Studies using a functional assay, the type I IFN-induced establishment of the antiviral state, showed generally similar observations to the other assays of type I IFN signalling, in that the V proteins from all four wild-type morbilliviruses blocked IFNα action, although here we saw differences in the efficacy of the different V proteins, all of which were equally effective in the reporter gene assay and in their ability to block type I IFN-induced STAT1/2 phosphorylation, and this assay may be helpful in unpicking more specific differences between the activity of proteins from different viruses.

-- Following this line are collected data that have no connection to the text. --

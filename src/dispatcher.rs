//! Command dispatcher
//!
//! Routes command strings to bound handlers. The dispatcher lives on one
//! coordinating thread: it is `Send` (it can be moved to that thread) but not
//! `Sync`, so `exec` can never run concurrently with itself and handlers are
//! never invoked in parallel.
//!
//! ## Routing
//!
//! Templates are tried in registration order and the first full-string match
//! wins. Captured arguments are passed to the handler and its status is
//! returned unchanged.
//!
//! ## Asynchronous commands
//!
//! `exec_async` dispatches synchronously. A `Pending` result is handed to the
//! [`AsyncWatcher`]; its completion is delivered when the coordinating thread
//! calls `pump_completions` or `wait_for_completion`. Only one asynchronous
//! command may be outstanding.

use std::cell::Cell;
use std::collections::BTreeMap;
use std::fmt::Write as _;
use std::marker::PhantomData;
use std::time::Duration;

use tracing::{debug, error, info, warn};

use crate::alias::{AliasRegistry, IntoAliasCommands};
use crate::args::CommandArgs;
use crate::config::DispatcherConfig;
use crate::error::{CommandError, ConfigError, TemplateError};
use crate::registry::{BindOutcome, BoundHandler, CommandHandler, CommandRegistry};
use crate::status::ExecStatus;
use crate::watcher::AsyncWatcher;

/// Template of the built-in alias runner
pub const ALIAS_TEMPLATE: &str = "vrun [str]";

/// Completion callback for `exec_async`
pub type CompletionCallback = Box<dyn FnOnce(ExecStatus) + Send>;

/// Registry, aliases and async watcher behind one command surface
pub struct CommandDispatcher {
    config: DispatcherConfig,
    registry: CommandRegistry,
    aliases: AliasRegistry,
    watcher: AsyncWatcher,
    /// Callback of the outstanding asynchronous command
    pending: Option<CompletionCallback>,
    _not_sync: PhantomData<Cell<()>>,
}

impl CommandDispatcher {
    /// Dispatcher with default configuration
    pub fn new() -> Result<Self, ConfigError> {
        Self::with_config(DispatcherConfig::default())
    }

    /// Build a dispatcher, start its watcher on a dedicated runtime and
    /// register `vrun [str]`. Aliases from `config.alias_file` are defined
    /// when set.
    pub fn with_config(config: DispatcherConfig) -> Result<Self, ConfigError> {
        let watcher = AsyncWatcher::spawn(&config).map_err(ConfigError::WatcherSpawn)?;
        Self::assemble(config, watcher)
    }

    /// Like `with_config`, but the watcher runs as a task on `runtime`
    pub fn with_runtime(
        config: DispatcherConfig,
        runtime: &tokio::runtime::Handle,
    ) -> Result<Self, ConfigError> {
        let watcher = AsyncWatcher::spawn_on(&config, runtime);
        Self::assemble(config, watcher)
    }

    fn assemble(config: DispatcherConfig, watcher: AsyncWatcher) -> Result<Self, ConfigError> {
        let mut registry = CommandRegistry::new();
        registry.bind_handler(ALIAS_TEMPLATE, BoundHandler::RunAlias, "Run an alias")?;

        let mut aliases = AliasRegistry::new();
        if let Some(path) = &config.alias_file {
            aliases.load_from_file(path)?;
        }

        info!(
            "Command dispatcher ready ({} aliases defined)",
            aliases.len()
        );

        Ok(Self {
            config,
            registry,
            aliases,
            watcher,
            pending: None,
            _not_sync: PhantomData,
        })
    }

    pub fn config(&self) -> &DispatcherConfig {
        &self.config
    }

    // -------------------------------------------------------------------------
    // Registration
    // -------------------------------------------------------------------------

    /// Bind `handler` to `template`. See [`CommandRegistry::bind`].
    pub fn bind<H>(
        &mut self,
        template: &str,
        handler: H,
        description: &str,
    ) -> Result<BindOutcome, TemplateError>
    where
        H: CommandHandler + 'static,
    {
        self.registry.bind(template, handler, description)
    }

    /// Define an alias run by `vrun <name>`
    pub fn alias(&mut self, name: &str, commands: impl IntoAliasCommands, description: &str) {
        self.aliases.define(name, commands, description);
    }

    pub fn registry(&self) -> &CommandRegistry {
        &self.registry
    }

    pub fn aliases(&self) -> &AliasRegistry {
        &self.aliases
    }

    pub fn aliases_mut(&mut self) -> &mut AliasRegistry {
        &mut self.aliases
    }

    /// Raw template -> description
    pub fn descriptions(&self) -> &BTreeMap<String, String> {
        self.registry.descriptions()
    }

    /// Human readable listing of commands and aliases
    pub fn help_text(&self) -> String {
        let commands = self.registry.describe();
        let width = commands.iter().map(|c| c.template.len()).max().unwrap_or(0);

        let mut out = String::new();
        for info in &commands {
            let _ = writeln!(
                out,
                "{:<width$}  {}",
                info.template,
                info.description,
                width = width
            );
        }

        let aliases = self.aliases.describe();
        if !aliases.is_empty() {
            let _ = writeln!(out, "\nAliases (vrun <name>):");
            for info in &aliases {
                let description = if info.description.is_empty() {
                    info.commands.join("; ")
                } else {
                    info.description.clone()
                };
                let _ = writeln!(out, "  {}  {}", info.name, description);
            }
        }
        out
    }

    // -------------------------------------------------------------------------
    // Synchronous dispatch
    // -------------------------------------------------------------------------

    /// Run `command` through the first matching handler
    pub fn exec(&self, command: &str) -> ExecStatus {
        self.exec_at_depth(command, 0)
    }

    fn exec_at_depth(&self, command: &str, depth: usize) -> ExecStatus {
        let Some((entry, args)) = self.registry.find(command, self.config.max_args) else {
            debug!("No handler for '{}'", command);
            return ExecStatus::Error(CommandError::NoHandlerFound {
                command: command.to_string(),
            });
        };

        debug!(
            "Dispatching '{}' to '{}' with {} args",
            command,
            entry.template().raw(),
            args.len()
        );
        match &entry.handler {
            BoundHandler::External(handler) => handler.handle(&args),
            BoundHandler::RunAlias => self.run_alias(&args, depth),
        }
    }

    /// `vrun <name>`: run every command of the alias in order.
    ///
    /// Messages are concatenated. A failing sub-command does not stop the
    /// sequence and does not change the overall status.
    fn run_alias(&self, args: &CommandArgs, depth: usize) -> ExecStatus {
        if args.len() != 1 {
            return ExecStatus::Error(CommandError::InvalidArity { got: args.len() });
        }
        let name = args.get(0).unwrap_or_default();

        let Some(commands) = self.aliases.resolve(name) else {
            return ExecStatus::Error(CommandError::UnrecognizedAlias {
                alias: name.to_string(),
            });
        };
        if depth >= self.config.max_alias_depth {
            return ExecStatus::Error(CommandError::AliasDepthExceeded {
                alias: name.to_string(),
                depth: self.config.max_alias_depth,
            });
        }

        let mut message = String::new();
        for command in commands {
            let status = self.exec_at_depth(command, depth + 1);
            match &status {
                ExecStatus::Error(err) => {
                    warn!("Alias {} command '{}' failed: {}", name, command, err)
                }
                ExecStatus::Pending(_) => warn!(
                    "Alias {} command '{}' returned a pending result, which is not awaited",
                    name, command
                ),
                ExecStatus::Success(_) => {}
            }
            message.push_str(&status.message());
        }
        ExecStatus::Success(message)
    }

    // -------------------------------------------------------------------------
    // Asynchronous dispatch
    // -------------------------------------------------------------------------

    /// Run `command` and deliver its final status to `on_complete`.
    ///
    /// A non-pending result is delivered before this returns. A pending
    /// result is delivered by a later `pump_completions` or
    /// `wait_for_completion`. While one is outstanding, further calls are
    /// rejected with `CommandError::WatcherBusy` and `on_complete` is dropped
    /// unused. After `shutdown` every call is rejected with
    /// `CommandError::WatcherStopped`.
    pub fn exec_async<F>(&mut self, command: &str, on_complete: F) -> Result<(), CommandError>
    where
        F: FnOnce(ExecStatus) + Send + 'static,
    {
        if !self.watcher.is_running() {
            error!("Async watcher has stopped, rejected '{}'", command);
            return Err(CommandError::WatcherStopped);
        }
        if self.pending.is_some() || !self.watcher.try_acquire() {
            error!("There are pending tasks, rejected '{}'", command);
            return Err(CommandError::WatcherBusy);
        }

        match self.exec(command) {
            ExecStatus::Pending(promise) => match self.watcher.watch(promise) {
                Ok(()) => {
                    debug!("'{}' is pending, watching for completion", command);
                    self.pending = Some(Box::new(on_complete));
                }
                Err(err) => {
                    self.watcher.release();
                    on_complete(ExecStatus::Error(err));
                }
            },
            status => {
                self.watcher.release();
                on_complete(status);
            }
        }
        Ok(())
    }

    /// Whether an asynchronous command is outstanding
    pub fn is_busy(&self) -> bool {
        self.pending.is_some()
    }

    /// Deliver a resolved asynchronous result, if any. Never blocks.
    /// Returns the number of callbacks invoked.
    pub fn pump_completions(&mut self) -> usize {
        let mut delivered = 0;
        while let Some(status) = self.watcher.try_completion() {
            delivered += self.deliver(status);
        }
        delivered
    }

    /// Block up to `timeout` for the outstanding asynchronous command and
    /// deliver it. Returns `true` when a callback ran.
    pub fn wait_for_completion(&mut self, timeout: Duration) -> bool {
        if self.pending.is_none() {
            return false;
        }
        match self.watcher.wait_completion(timeout) {
            Some(status) => self.deliver(status) > 0,
            None => false,
        }
    }

    fn deliver(&mut self, status: ExecStatus) -> usize {
        let Some(on_complete) = self.pending.take() else {
            warn!("Dropping completion with no waiting callback: {}", status);
            return 0;
        };
        on_complete(status);
        self.watcher.release();
        1
    }

    /// Stop the watcher. An outstanding callback is dropped uncalled.
    pub fn shutdown(&mut self) {
        if self.pending.take().is_some() {
            warn!("Shutting down with an outstanding asynchronous command");
        }
        self.watcher.release();
        self.watcher.shutdown();
    }
}
//! command-dispatcher: URI-template command routing
//!
//! Collaborators register command templates such as
//! `vset /object/[str]/color [uint] [uint] [uint]` against handlers; incoming
//! command strings are routed to the first matching template and the
//! captured arguments are handed to its handler.
//!
//! - `template` - template compiler (`[str]`, `[uint]`, `[float]` placeholders)
//! - `registry` - template -> handler bindings, in registration order
//! - `alias` - named command lists, run with `vrun <name>`
//! - `dispatcher` - routing, alias expansion, asynchronous dispatch
//! - `watcher` - background follower for pending results
//! - `status` - `ExecStatus` and promises
//! - `config` - dispatcher configuration
//!
//! ```no_run
//! use command_dispatcher::{CommandArgs, CommandDispatcher, ExecStatus};
//!
//! # fn main() -> Result<(), Box<dyn std::error::Error>> {
//! let mut dispatcher = CommandDispatcher::new()?;
//! dispatcher.bind(
//!     "vget /object/[str]/location",
//!     |args: &CommandArgs| {
//!         ExecStatus::ok(format!("{} is at 0 0 0", args.get(0).unwrap_or("?")))
//!     },
//!     "Get object location",
//! )?;
//! dispatcher.alias("where", "vget /object/Chair/location", "Locate the chair");
//!
//! let status = dispatcher.exec("vrun where");
//! println!("{}", status.message());
//! # Ok(())
//! # }
//! ```

pub mod alias;
pub mod args;
pub mod config;
pub mod dispatcher;
pub mod error;
pub mod registry;
pub mod status;
pub mod template;
pub mod watcher;

// Re-export commonly used types
pub use alias::{AliasRegistry, IntoAliasCommands};
pub use args::CommandArgs;
pub use config::DispatcherConfig;
pub use dispatch_types::{AliasInfo, CommandInfo, ExecStatusKind, TypeSpecifier};
pub use dispatcher::{CommandDispatcher, CompletionCallback, ALIAS_TEMPLATE};
pub use error::{CommandError, ConfigError, TemplateError};
pub use registry::{BindOutcome, CommandHandler, CommandRegistry, RegistryEntry};
pub use status::{ExecStatus, Promise, PromiseResolver};
pub use template::{compile_template, CommandTemplate, Segment};
pub use watcher::AsyncWatcher;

Co-precipitation of native STAT1 and/or STAT2 with the paramyxovirus V proteins has been taken by a number of groups as a measure of direct binding of STATs to the V proteins, since STAT1 and STAT2 can only form heterodimers after phosphorylation [16], [18], [26], [32], [33], [34]; however, it has to be born in mind that we could still be looking at the precipitation of another, as yet uncharacterised, complex of V with other host cell proteins, although the variation in the ratio of STAT1 to STAT2 in the V-precipitated complexes argues against this. We found that the different morbillivirus V proteins had different abilities to co-precipitate STAT1 and STAT2. Interestingly, there was a correlation between the ability of the V proteins to bring down STAT1 and their ability to block type II IFN-induced gene transcription or STAT1 phosphorylation. However, there was no correlation between the ability of the V proteins to co-precipitate STAT1 and/or STAT2 and their abilities to block type I IFN-induced gene transcription, phosphorylation of STAT1/STAT2, or the induction of the antiviral state. We therefore looked for another mechanism, apart from STAT binding, that could mediate an effective blockade of type I IFN action. Studies with several other RNA viruses, such as Sendai virus [50], Marbug virus [35], Japanese encephalitis virus [51], [52], Langat virus [53], Dengue virus [54] and West Nile virus [55] have shown interference with the phosphorylation of receptor associated Janus kinases. We found that the virulent strain of RPV (RPV-Sa) had the ability to block type I IFN signalling at this early step in the pathway, blocking the phosphorylation of IFN receptor-associated kinases Jak1 and Tyk2. Since the morbillivirus V proteins, expressed alone, were able to effectively prevent IFNα-induced STAT phosphorylation, we analyzed the ability of the different morbillivirus V proteins to block Jak1/Tyk2 phosphorylation. We found that all the morbillivirus V proteins, but not that of PIV5, could block Tyk2 phosphorylation; however, only the V protein from the virulent strain of RPV (RPV-Sa V) could block Jak1 phosphorylation.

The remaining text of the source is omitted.